Tuesday, February 20, 2007

Censorship in UKM?

I learned about Shamsiah Fakeh's memoir when I was at the IIU seminar recently and Prof. Dr Ruzy Suliza Hashim was talking about the paucity of memoirs written by Malaysian women. She referred to Shamsiah Fakeh's book as one very important example: the author was former head of Communist Party Malaysia's Women's Wing. Dr. Ruzy mentioned that the book was now banned, and of course I was curious to hear another Malaysian banned book story.

But this time there's a twist - it isn't the KKDN (Ministry of Home Affairs) that's the villain of the piece, it was the Minister of Information who ordered the publisher UKM (Universiti Kebangsaan Malaysia) to withdraw the book from sale.

I realised when I started to read about the book online that I'm coming to the story rather late, but I'm unapologetic because I'm fathoming this banned book business out for myself and laying out all the pieces to try to see the whole story.

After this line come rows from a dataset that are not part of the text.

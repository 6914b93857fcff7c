//! Маршруты оплат.

use crate::api::extract::{ApiPath, ApiQuery};
use crate::api::middleware::AdminUser;
use crate::api::AppState;
use crate::error::AppError;
use crate::services::payment_service::{self, PaymentFilter};
use axum::extract::State;
use axum::http::StatusCode;
use axum::routing::{get, post};
use axum::{Json, Router};
use serde::Deserialize;
use vpsdash_domain::models::{PaymentResponse, PaymentSummary};
use vpsdash_domain::Month;

#[derive(Debug, Deserialize)]
pub struct ListPaymentsQuery {
    pub month: Option<Month>,
    pub server_id: Option<i32>,
    pub limit: Option<u64>,
}

#[derive(Debug, Deserialize)]
pub struct SummaryQuery {
    pub month: Option<Month>,
}

pub fn routes() -> Router<AppState> {
    Router::new()
        .route("/payments", get(list_payments))
        .route("/payments/summary", get(summary))
        // POST принимает id сервера, DELETE принимает id оплаты
        .route("/payments/{id}", post(record_payment).delete(delete_payment))
}

/// POST /api/payments/{server_id} — отметить оплату за текущий месяц.
async fn record_payment(
    State(state): State<AppState>,
    _admin: AdminUser,
    ApiPath(server_id): ApiPath<i32>,
) -> Result<(StatusCode, Json<PaymentResponse>), AppError> {
    let payment = payment_service::record_payment(&state.db, &state.exchange, server_id).await?;
    Ok((StatusCode::CREATED, Json(payment)))
}

async fn list_payments(
    State(state): State<AppState>,
    _admin: AdminUser,
    ApiQuery(query): ApiQuery<ListPaymentsQuery>,
) -> Result<Json<Vec<PaymentResponse>>, AppError> {
    let filter = PaymentFilter {
        month: query.month,
        server_id: query.server_id,
        limit: query.limit,
    };
    Ok(Json(payment_service::list_payments(&state.db, filter).await?))
}

/// GET /api/payments/summary — по умолчанию текущий месяц.
async fn summary(
    State(state): State<AppState>,
    _admin: AdminUser,
    ApiQuery(query): ApiQuery<SummaryQuery>,
) -> Result<Json<PaymentSummary>, AppError> {
    let month = query.month.unwrap_or_else(Month::current);
    Ok(Json(payment_service::summary(&state.db, month).await?))
}

async fn delete_payment(
    State(state): State<AppState>,
    _admin: AdminUser,
    ApiPath(id): ApiPath<i32>,
) -> Result<StatusCode, AppError> {
    payment_service::delete_payment(&state.db, id).await?;
    Ok(StatusCode::NO_CONTENT)
}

What is clear from recent bannings of works by and about prominent communists (recent examples being Amir Muhammad's film and the book about the Kathigasu family which still remains in KKDN limbo) is that alternative views of The Emergency are not permitted to become part of the official historical discourse.

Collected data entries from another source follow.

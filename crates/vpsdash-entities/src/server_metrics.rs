//! Entity для снимков метрик, присланных агентом.

use sea_orm::entity::prelude::*;
use serde::{Deserialize, Serialize};
use vpsdash_domain::metrics::Sample;
use vpsdash_domain::models::{CurrentMetrics, MetricsSnapshot};

#[derive(Clone, Debug, PartialEq, DeriveEntityModel, Serialize, Deserialize)]
#[sea_orm(table_name = "server_metrics")]
pub struct Model {
    #[sea_orm(primary_key)]
    pub id: i32,

    pub server_id: i32,

    pub cpu_percent: f64,
    pub memory_percent: f64,
    pub memory_used_mb: i64,
    pub memory_total_mb: i64,
    pub disk_percent: f64,
    pub disk_used_gb: f64,
    pub disk_total_gb: f64,
    pub uptime_seconds: i64,

    /// Средняя загрузка; агент на Windows её не присылает
    pub load_avg_1: Option<f64>,
    pub load_avg_5: Option<f64>,
    pub load_avg_15: Option<f64>,

    pub collected_at: ChronoDateTimeUtc,
}

#[derive(Copy, Clone, Debug, EnumIter, DeriveRelation)]
pub enum Relation {
    #[sea_orm(
        belongs_to = "super::servers::Entity",
        from = "Column::ServerId",
        to = "super::servers::Column::Id",
        on_delete = "Cascade"
    )]
    Server,
}

impl Related<super::servers::Entity> for Entity {
    fn to() -> RelationDef {
        Relation::Server.def()
    }
}

impl ActiveModelBehavior for ActiveModel {}

impl From<Model> for MetricsSnapshot {
    fn from(m: Model) -> Self {
        MetricsSnapshot {
            cpu_percent: m.cpu_percent,
            memory_percent: m.memory_percent,
            memory_used_mb: m.memory_used_mb,
            memory_total_mb: m.memory_total_mb,
            disk_percent: m.disk_percent,
            disk_used_gb: m.disk_used_gb,
            disk_total_gb: m.disk_total_gb,
            uptime_seconds: m.uptime_seconds,
            load_avg_1: m.load_avg_1,
            load_avg_5: m.load_avg_5,
            load_avg_15: m.load_avg_15,
            collected_at: m.collected_at,
        }
    }
}

impl From<&Model> for CurrentMetrics {
    fn from(m: &Model) -> Self {
        CurrentMetrics {
            cpu_percent: m.cpu_percent,
            memory_percent: m.memory_percent,
            memory_used_mb: m.memory_used_mb,
            memory_total_mb: m.memory_total_mb,
            disk_percent: m.disk_percent,
            collected_at: m.collected_at,
        }
    }
}

impl Sample for Model {
    fn collected_at(&self) -> ChronoDateTimeUtc {
        self.collected_at
    }
    fn cpu_percent(&self) -> f64 {
        self.cpu_percent
    }
    fn memory_percent(&self) -> f64 {
        self.memory_percent
    }
}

This article from 2005 in online newspaper Malaysiakini (you need to be a subscriber to access the piece in its entirety) mentions:
... hostile critics who mounted a media campaign in the Umno-controlled Utusan Malaysia ...
So the deciders of what can and cannot be read or seen appear to be the Malay Language press, which then puts pressure on the government. In Amir's case, of course, it was Berita Harian who stirred the whole controversy up after his film had already been given the green light.

The Malaysiankini article continues:
Nowadays, it has become a fashion for many Malaysians to read what the conservative or even reactionary elites do not like to read or would not like them to read. It augurs well for the opening up of the Malaysian minds and challenging the secular monopoly of truth, including holy ones, by Utusan Malaysia, Berita Harian, RTM and some of their fellow scribes in the universities and think-tanks.

However, the memoirs are published only in the context of a series of other memoirs, including those of the very anti-communist Ghazali Shafie, a former Malaysian foreign as well as home minister in the 1970s and also a former British agent of special operations with the anti-Japanese Force 136.

Indeed, whether one finally agrees with Ibrahim Chik or Shamsiah Fakeh or not, the mere publications of their memoirs are indeed intellectually courageous acts which must be commended by all right-minded persons. The question that remains now is whether there would be rational and fair-minded public discussions on the contents of the memoirs.
Apparently not.

The UKM authorities were apparently pressured to withdraw sales of Shamsiah Fakeh's book. (Wouldn't one expect a bit more guardianship of knowledge from a university publisher??)

Meanwhile pirated copies of the book are circulating. It's a tough job to keep a good book down ... and intellectuals in the dark.